* _Your assignment_
Every line with "SolDocsError" in it should be copied from the data.

* _Records for the task_
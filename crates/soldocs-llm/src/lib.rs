//! Text generation over the Anthropic Messages API.
//!
//! The client enforces a coarse pacing gate (at least 500 ms between call
//! starts) and retries transient provider errors. It is safe for concurrent
//! callers; the pacing state is serialized internally.

use std::time::{Duration, Instant};

use async_trait::async_trait;
use serde::{Deserialize, Serialize};
use soldocs_core::{Result, SolDocsError};
use tokio::sync::Mutex;
use tracing::{debug, warn};

const ANTHROPIC_API_BASE: &str = "https://api.anthropic.com/v1";
const API_VERSION: &str = "2023-06-01";
const DEFAULT_MODEL: &str = "claude-3-5-sonnet-20241022";

pub const DEFAULT_MAX_TOKENS: u32 = 4096;

/// Minimum spacing between call starts. A pacing gate, not a concurrency
/// limit.
const MIN_CALL_SPACING: Duration = Duration::from_millis(500);

const MAX_ATTEMPTS: u32 = 3;
const RETRYABLE_MARKERS: [&str; 3] = ["429", "500", "529"];

/// The generation seam the doc pipeline depends on. Mocked in tests.
#[async_trait]
pub trait TextGenerator: Send + Sync {
    async fn generate(&self, prompt: &str, max_tokens: u32) -> Result<String>;
}

#[derive(Debug, Clone)]
pub struct AnthropicConfig {
    pub api_key: String,
    pub model: String,
    pub timeout_secs: u64,
}

impl AnthropicConfig {
    pub fn new(api_key: impl Into<String>) -> Self {
        Self {
            api_key: api_key.into(),
            model: DEFAULT_MODEL.to_string(),
            timeout_secs: 120,
        }
    }
}

pub struct AnthropicClient {
    config: AnthropicConfig,
    http: reqwest::Client,
    last_call_started_at: Mutex<Option<Instant>>,
}

impl AnthropicClient {
    pub fn new(config: AnthropicConfig) -> Result<Self> {
        if config.api_key.is_empty() {
            return Err(SolDocsError::Configuration(
                "Anthropic API key is required".to_string(),
            ));
        }
        let http = reqwest::Client::builder()
            .timeout(Duration::from_secs(config.timeout_secs))
            .build()
            .map_err(|err| SolDocsError::Llm(format!("Failed to build HTTP client: {err}")))?;
        Ok(Self {
            config,
            http,
            last_call_started_at: Mutex::new(None),
        })
    }

    /// Sleep out the remainder of the pacing window, then stamp this call's
    /// start so the next caller measures from it.
    async fn pace(&self) {
        let mut last = self.last_call_started_at.lock().await;
        if let Some(started) = *last {
            let elapsed = started.elapsed();
            if elapsed < MIN_CALL_SPACING {
                tokio::time::sleep(MIN_CALL_SPACING - elapsed).await;
            }
        }
        *last = Some(Instant::now());
    }

    async fn request(&self, prompt: &str, max_tokens: u32) -> Result<String> {
        let body = MessagesRequest {
            model: self.config.model.clone(),
            max_tokens,
            messages: vec![Message {
                role: "user",
                content: prompt.to_string(),
            }],
        };

        let response = self
            .http
            .post(format!("{ANTHROPIC_API_BASE}/messages"))
            .header("x-api-key", &self.config.api_key)
            .header("anthropic-version", API_VERSION)
            .header("content-type", "application/json")
            .json(&body)
            .send()
            .await
            .map_err(|err| SolDocsError::Llm(format!("LLM transport error: {err}")))?;

        let status = response.status();
        if !status.is_success() {
            let text = response.text().await.unwrap_or_default();
            return Err(SolDocsError::Llm(format!(
                "LLM API error {}: {}",
                status.as_u16(),
                text
            )));
        }

        let parsed: MessagesResponse = response
            .json()
            .await
            .map_err(|err| SolDocsError::Llm(format!("Malformed LLM response: {err}")))?;
        Ok(extract_text(&parsed))
    }
}

#[async_trait]
impl TextGenerator for AnthropicClient {
    async fn generate(&self, prompt: &str, max_tokens: u32) -> Result<String> {
        let mut attempt = 0;
        loop {
            self.pace().await;
            match self.request(prompt, max_tokens).await {
                Ok(text) => {
                    debug!(attempt, chars = text.len(), "LLM generation complete");
                    return Ok(text);
                }
                Err(err) => {
                    let message = err.to_string();
                    let retryable = RETRYABLE_MARKERS
                        .iter()
                        .any(|marker| message.contains(marker));
                    if !retryable || attempt + 1 == MAX_ATTEMPTS {
                        return Err(err);
                    }
                    let backoff = Duration::from_millis(2u64.pow(attempt) * 2000);
                    warn!(
                        attempt = attempt + 1,
                        backoff_ms = backoff.as_millis() as u64,
                        error = %message,
                        "Transient LLM error, retrying"
                    );
                    tokio::time::sleep(backoff).await;
                    attempt += 1;
                }
            }
        }
    }
}

/// The text of the first `text`-kind content block, or empty when none.
fn extract_text(response: &MessagesResponse) -> String {
    response
        .content
        .iter()
        .find(|block| block.kind == "text")
        .and_then(|block| block.text.clone())
        .unwrap_or_default()
}

#[derive(Debug, Serialize)]
struct MessagesRequest {
    model: String,
    max_tokens: u32,
    messages: Vec<Message>,
}

#[derive(Debug, Serialize)]
struct Message {
    role: &'static str,
    content: String,
}

#[derive(Debug, Deserialize)]
struct MessagesResponse {
    content: Vec<ContentBlock>,
}

#[derive(Debug, Deserialize)]
struct ContentBlock {
    #[serde(rename = "type")]
    kind: String,
    #[serde(default)]
    text: Option<String>,
}

#[cfg(test)]
mod tests {
    use super::*;

    #[test]
    fn missing_api_key_is_rejected() {
        assert!(AnthropicClient::new(AnthropicConfig::new("")).is_err());
    }

    #[test]
    fn extracts_first_text_block() {
        let response: MessagesResponse = serde_json::from_value(serde_json::json!({
            "content": [
                {"type": "tool_use", "id": "x"},
                {"type": "text", "text": "first"},
                {"type": "text", "text": "second"}
            ]
        }))
        .expect("parse");
        assert_eq!(extract_text(&response), "first");
    }

    #[test]
    fn empty_content_yields_empty_string() {
        let response: MessagesResponse =
            serde_json::from_value(serde_json::json!({"content": []})).expect("parse");
        assert_eq!(extract_text(&response), "");
    }

    #[tokio::test]
    async fn pacing_spaces_out_call_starts() {
        let client = AnthropicClient::new(AnthropicConfig::new("sk-ant-test")).expect("client");
        let start = Instant::now();
        client.pace().await;
        client.pace().await;
        assert!(start.elapsed() >= MIN_CALL_SPACING);
    }
}
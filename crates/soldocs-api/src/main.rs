use std::net::SocketAddr;
use std::sync::Arc;
use std::time::Duration;

use soldocs_agent::{validate_startup, Agent, AgentConfig};
use soldocs_api::{AppState, Server};
use soldocs_chain::JsonRpcChainClient;
use soldocs_core::Config;
use soldocs_llm::{AnthropicClient, AnthropicConfig};
use soldocs_store::Store;
use tracing::error;
use tracing_subscriber::{layer::SubscriberExt, util::SubscriberInitExt};

#[tokio::main]
async fn main() {
    tracing_subscriber::registry()
        .with(
            tracing_subscriber::EnvFilter::try_from_default_env()
                .unwrap_or_else(|_| "soldocs=info,tower_http=warn".into()),
        )
        .with(tracing_subscriber::fmt::layer())
        .init();

    if let Err(err) = run().await {
        error!(error = %err, "Fatal error");
        std::process::exit(1);
    }
}

async fn run() -> soldocs_core::Result<()> {
    let config = Config::from_env()?;

    let chain = Arc::new(JsonRpcChainClient::new(config.rpc_url.clone())?);
    validate_startup(chain.as_ref(), &config.rpc_url, &config.anthropic_api_key).await?;

    let store = Arc::new(Store::new(&config.data_dir).await?);
    let llm = Arc::new(AnthropicClient::new(AnthropicConfig::new(
        config.anthropic_api_key.clone(),
    ))?);

    let agent = Arc::new(Agent::new(
        store.clone(),
        chain,
        llm,
        AgentConfig {
            discovery_interval: Duration::from_millis(config.agent_discovery_interval_ms),
            concurrency: config.agent_concurrency,
            webhook_url: config.webhook_url.clone(),
            seeds_dir: config.seeds_dir.clone(),
        },
    ));

    let addr = SocketAddr::from(([0, 0, 0, 0], config.api_port));
    Server::new(addr, AppState::new(store, agent)).run().await
}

* _Answer to the problem_
use soldocs_core::{Result, SolDocsError};
            return Err(SolDocsError::Configuration(
            .map_err(|err| SolDocsError::Llm(format!("Failed to build HTTP client: {err}")))?;
            .map_err(|err| SolDocsError::Llm(format!("LLM transport error: {err}")))?;
            return Err(SolDocsError::Llm(format!(
            .map_err(|err| SolDocsError::Llm(format!("Malformed LLM response: {err}")))?;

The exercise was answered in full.